El médico respondió: “fue un
trabajo de equipo, cada uno aportó a su manera”.
“Algo de todo lo que se hizo dio
resultado”, comentaron mientras se alejaban.
Volví a
quedarme solo y sentí que no se me borraba la sonrisa, entonces me dije:
“Me parece que yo sé en qué momento empecé a
recuperarme”.
Al día siguiente continuaba
internado, pero con veinticinco mil plaquetas.
Debía seguir controlado pero no en
terapia intensiva, ya estaba en terapia intermedia.
El lunes 14 me darían el alta
hospitalaria, o sea que continuaría haciendo lo mismo, pero en mi casa, en mi
lugar, entre mis seres querydos y con 220.000 plaquetas.
Cuando terminó el mes ya estaba
dado de alta, debía moverme cada vez más para recuperar musculatura.
Sentí que no había sido tiempo
perdido, fue un mes de octubre que nunca voy a olvidar, porque estuvo lleno de
imágenes y sensaciones que me van a acompañar siempre, fue una experiencia
profunda que tengo ganas de compartir, por eso te la estoy describiendo.

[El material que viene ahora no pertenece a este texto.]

/// Stored copy of the obligation flags and level.
#[derive(Debug, Clone, Default, PartialEq, Eq, Serialize, Deserialize)]
#[serde(rename_all = "camelCase", default)]
pub struct ObligationsLegales {
    #[serde(skip_serializing_if = "Option::is_none")]
    pub assujetti_reforme: Option<String>,
    #[serde(skip_serializing_if = "Option::is_none")]
    pub e_invoicing: Option<String>,
    #[serde(skip_serializing_if = "Option::is_none")]
    pub e_reporting_transaction: Option<String>,
    #[serde(skip_serializing_if = "Option::is_none")]
    pub e_reporting_paiement: Option<String>,
    #[serde(skip_serializing_if = "Option::is_none")]
    pub pa_emission: Option<String>,
    #[serde(skip_serializing_if = "Option::is_none")]
    pub pa_reception: Option<String>,
    #[serde(skip_serializing_if = "Option::is_none")]
    pub niveau_obligation: Option<String>,
}

/// Questionnaire answers. Scored answers are `q1`..`q13`; the remaining fields
/// carry free-text details attached to some answers.
#[derive(Debug, Clone, Default, PartialEq, Eq, Serialize, Deserialize)]
#[serde(default)]
pub struct Questionnaire {
    #[serde(skip_serializing_if = "Option::is_none")]
    pub q1: Option<String>,
    #[serde(skip_serializing_if = "Option::is_none")]
    pub q2: Option<String>,
    #[serde(skip_serializing_if = "Option::is_none")]
    pub q3: Option<String>,
    #[serde(skip_serializing_if = "Option::is_none")]
    pub q4: Option<String>,
    #[serde(skip_serializing_if = "Option::is_none")]
    pub q4_software: Option<String>,
    #[serde(skip_serializing_if = "Option::is_none")]
    pub q4_method: Option<String>,
    #[serde(skip_serializing_if = "Option::is_none")]
    pub q5: Option<String>,
    #[serde(skip_serializing_if = "Option::is_none")]
    pub q5_software: Option<String>,
    #[serde(skip_serializing_if = "Option::is_none")]
    pub q5_method: Option<String>,
    #[serde(skip_serializing_if = "Option::is_none")]
    pub q6: Option<String>,
    #[serde(skip_serializing_if = "Option::is_none")]
    pub q6_software: Option<String>,
    #[serde(skip_serializing_if = "Option::is_none")]
    pub q7: Option<String>,
    #[serde(skip_serializing_if = "Option::is_none")]
    pub q7_software: Option<String>,
    #[serde(skip_serializing_if = "Option::is_none")]
    pub q8: Option<String>,
    #[serde(skip_serializing_if = "Option::is_none")]
    pub q8_software: Option<String>,
    #[serde(skip_serializing_if = "Option::is_none")]
    pub q9: Option<String>,
    #[serde(skip_serializing_if = "Option::is_none")]
    pub q10: Option<String>,
    #[serde(skip_serializing_if = "Option::is_none")]
    pub q10_function: Option<String>,
    #[serde(skip_serializing_if = "Option::is_none")]
    pub q11: Option<String>,
    #[serde(skip_serializing_if = "Option::is_none")]
    pub q12: Option<String>,
    #[serde(skip_serializing_if = "Option::is_none")]
    pub q12_actions: Option<String>,
    #[serde(skip_serializing_if = "Option::is_none")]
    pub q13: Option<String>,
    #[serde(skip_serializing_if = "Option::is_none")]
    pub q13_project: Option<String>,
}

impl Questionnaire {
    /// Number of scored questions the form asks.
    pub const TOTAL_QUESTIONS: usize = 13;

    /// Scored answers in question order.
    pub fn answers(&self) -> [Option<&str>; Self::TOTAL_QUESTIONS] {
        [
            self.q1.as_deref(),
            self.q2.as_deref(),
            self.q3.as_deref(),
            self.q4.as_deref(),
            self.q5.as_deref(),
            self.q6.as_deref(),
            self.q7.as_deref(),
            self.q8.as_deref(),
            self.q9.as_deref(),
            self.q10.as_deref(),
            self.q11.as_deref(),
            self.q12.as_deref(),
            self.q13.as_deref(),
        ]
    }

    fn details(&self) -> [Option<&str>; 10] {
        [
            self.q4_software.as_deref(),
            self.q4_method.as_deref(),
            self.q5_software.as_deref(),
            self.q5_method.as_deref(),
            self.q6_software.as_deref(),
            self.q7_software.as_deref(),
            self.q8_software.as_deref(),
            self.q10_function.as_deref(),
            self.q12_actions.as_deref(),
            self.q13_project.as_deref(),
        ]
    }

    /// Count of non-empty scored answers; detail fields never count.
    pub fn answered_count(&self) -> usize {
        self.answers()
            .into_iter()
            .flatten()
            .filter(|answer| !answer.trim().is_empty())
            .count()
    }

    pub fn is_complete(&self) -> bool {
        self.answered_count() >= Self::TOTAL_QUESTIONS
    }

    /// True when no key at all is present, details included.
    pub fn is_untouched(&self) -> bool {
        self.answers().iter().all(Option::is_none) && self.details().iter().all(Option::is_none)
    }

    /// Map the option codes posted by the questionnaire form onto the stored
    /// answer vocabulary. Answers already in stored form pass through.
    pub fn normalized(mut self) -> Self {
        for answer in [
            &mut self.q4,
            &mut self.q5,
            &mut self.q6,
            &mut self.q7,
            &mut self.q8,
            &mut self.q10,
            &mut self.q12,
            &mut self.q13,
        ] {
            normalize_yes_no(answer);
        }

        if let Some(value) = self.q11.as_mut() {
            if value.trim() == "paper" {
                *value = "papier".to_string();
            }
        }

        self
    }
}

Varias veces quise volver a sentir esa luz,
esos duendes, esas palabras amables.
Pero escuché la voz de mi hijo, la
de mi esposa, vi la sonrisa de mi madre y de mis hermanos, Recibí el saludo de
amigos y vecinos.
Escuché ladrar a mi perrita y sentí el olor
del pasto recién cortado, vi las hojas jugando en el sol y respiré el aire de
primavera.
Entonces suspiré diciendo:
“¡La vida me
está dando otra oportunidad, espero poder aprovecharla!
Noviembre 2019.
Autor: Mario Gastón Isla. Bariloche, Argentina.